DATA SHOWN:

════════

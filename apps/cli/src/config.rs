//! CLI configuration loading.

use anyhow::Context;
use fleetbench_core::FleetConfig;
use std::path::Path;

/// Load the configuration.
///
/// Precedence, highest first:
/// 1. CLI arguments (applied by each command)
/// 2. `FLEETBENCH_*` environment variables
/// 3. `--config <file>`, or else the local `./.fleetbenchrc`
/// 4. Global config file (`~/.fleetbench/config.toml`)
/// 5. Defaults
pub fn load_config(path: Option<&Path>) -> anyhow::Result<FleetConfig> {
    let Some(path) = path else {
        return FleetConfig::discover_and_load().context("Failed to load configuration");
    };

    let mut config = FleetConfig::load_from_file(path)
        .with_context(|| format!("Failed to load configuration from {}", path.display()))?;
    config
        .apply_env_overrides(|key| std::env::var(key).ok())
        .context("Invalid FLEETBENCH_* environment override")?;
    Ok(config)
}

════════

TASK DESCRIPTION:
Each line of the data in which the string "environment" appears needs to be copied.

TASK SOLUTION:
/// 2. `FLEETBENCH_*` environment variables
        .context("Invalid FLEETBENCH_* environment override")?;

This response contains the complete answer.